Potential downstream substrates of over-expressed PIM1 in hematologic malignancies. Functionally collaborating genetic alterations such as mutated protein tyrosine kinases and fusion genes involving transcriptional regulators such as mixed lineage leukemia (MLL) lead to constitutive activation of major signaling mediators, like STAT5 or HOXA9, shown to be transcriptional activators of PIM1. Elevated PIM1 levels support cellular proliferation through modification of cell cycle regulators, survival through modification of regulators of apoptosis, as well as homing and migration through modification of the CXCR4 chemokine receptor.

Figure 4.

Structural aspects of PIM1. (A) Structural overview of the PIM1 crystal structure in complex with the non-hydrolysable ATP analogue AMPPNP. Regulatory elements (the phosphate binding (P)-loop, the magnesium binding motif DFG, the hinge region, the catalytic loop and the activation segment (A)-loop and the β-hairpin insert) are labelled and highlighted using different colours. Some conserved secondary structure elements are labelled. (B) Details of the ATP binding site (boxed in A) showing the main interactions formed by the co-factor with PIM1. The unusual presence of a proline residue (P123) prevents formation of a second hydrogen bond with ATP. (C) Details of the interaction of the phosphate moieties of AMPP-NP and Mg2+ with the D186FG motif, the conserved lysine (K67) and glutamate (E89) and the catalytic aspartate (D167).
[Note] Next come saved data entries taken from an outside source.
// SPDX-License-Identifier: Apache-2.0
// © James Ross Ω FLYING•ROBOTS <https://github.com/flyingrobots>
//! Boolean vectors: comparison results and `select` masks.

use core::ops::{BitAnd, BitOr, BitXor, Not};

use super::{impl_lane_op, impl_vector_core};

/// Two `bool` components.
#[cfg_attr(feature = "serde", derive(serde::Serialize, serde::Deserialize))]
#[derive(Debug, Copy, Clone, Default, PartialEq, Eq, Hash)]
#[repr(C)]
pub struct BVec2 {
    /// X component.
    pub x: bool,
    /// Y component.
    pub y: bool,
}

/// Three `bool` components.
#[cfg_attr(feature = "serde", derive(serde::Serialize, serde::Deserialize))]
#[derive(Debug, Copy, Clone, Default, PartialEq, Eq, Hash)]
#[repr(C)]
pub struct BVec3 {
    /// X component.
    pub x: bool,
    /// Y component.
    pub y: bool,
    /// Z component.
    pub z: bool,
}

/// Four `bool` components.
#[cfg_attr(feature = "serde", derive(serde::Serialize, serde::Deserialize))]
#[derive(Debug, Copy, Clone, Default, PartialEq, Eq, Hash)]
#[repr(C)]
pub struct BVec4 {
    /// X component.
    pub x: bool,
    /// Y component.
    pub y: bool,
    /// Z component.
    pub z: bool,
    /// W component.
    pub w: bool,
}

macro_rules! impl_bool_vector {
    ($name:ident, $len:literal; $($field:ident: $idx:literal),+) => {
        impl_vector_core!($name, $name, bool, $len; $($field: $idx),+);
        impl_lane_op!($name, bool, BitAnd, bitand, BitAndAssign, bitand_assign, <bool as BitAnd>::bitand; $($field),+);
        impl_lane_op!($name, bool, BitOr, bitor, BitOrAssign, bitor_assign, <bool as BitOr>::bitor; $($field),+);
        impl_lane_op!($name, bool, BitXor, bitxor, BitXorAssign, bitxor_assign, <bool as BitXor>::bitxor; $($field),+);

        impl $name {
            /// Every lane `false`.
            pub const FALSE: Self = Self::splat(false);
            /// Every lane `true`.
            pub const TRUE: Self = Self::splat(true);

            /// `true` if any lane is set.
            #[inline]
            pub const fn any(self) -> bool {
                $(self.$field)||+
            }

            /// `true` if every lane is set.
            #[inline]
            pub const fn all(self) -> bool {
                $(self.$field)&&+
            }

            /// Lane-wise `==`.
            #[inline]
            pub fn cmp_eq(self, rhs: Self) -> Self {
                self.zip_mask(rhs, |a, b| a == b)
            }

            /// Lane-wise `!=`.
            #[inline]
            pub fn cmp_ne(self, rhs: Self) -> Self {
                self.zip_mask(rhs, |a, b| a != b)
            }

            /// Set lanes as a bitmask, lane `i` in bit `i`.
            #[inline]
            pub fn bitmask(self) -> u32 {
                self.to_array()
                    .into_iter()
                    .enumerate()
                    .fold(0, |acc, (i, lane)| acc | (u32::from(lane) << i))
            }
        }

        impl Not for $name {
            type Output = Self;
            #[inline]
            fn not(self) -> Self {
                self.map(|lane| !lane)
            }
        }
    };
}

impl_bool_vector!(BVec2, 2; x: 0, y: 1);
impl_bool_vector!(BVec3, 3; x: 0, y: 1, z: 2);
impl_bool_vector!(BVec4, 4; x: 0, y: 1, z: 2, w: 3);

#[cfg(test)]
mod tests {
    use super::*;

    #[test]
    fn reductions_and_logic() {
        let a = BVec3::new(true, false, true);
        assert!(a.any());
        assert!(!a.all());
        assert!((a | !a).all());
        assert!(!(a & !a).any());
        assert_eq!(a.bitmask(), 0b101);
        assert_eq!(a ^ BVec3::TRUE, BVec3::new(false, true, false));
    }
}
The enlarged region corresponds to the boxed area in B.

Figure 5.

Classes of identified small molecule PIM kinase inhibitors. Structural elements contributing to the PIM1 ATP binding site are shown in the upper 2 panels. The binding surface of the upper lobe (top) and lower lobe (bottom) are shown. Contributions to the binding surface are colour coded: hinge (gray), P-loop (blue), beta 3 and VIAK motif (magenta), solvent region (yellow) and catalytic loop (orange). Examples of the main chemical classes of inhibitors are shown in the lower panel (see text for details). Inhibitors may interact with the kinase hinge region in an ATP mimetic (forming hydrogen bonds with the hinge backbone) or non-ATP mimetic way. The binding mode of each inhibitor is indicated by showing its orientation towards the kinase hinge region and the active site lysine (K67) which offers an alternative anchor point for non-ATP mimetic inhibitors. No experimental structures are available for the compounds 6, 7 and 8 and the shown binding mode has been determined by comparison with known PIM inhibitor complexes, so far unpublished structural data and docking.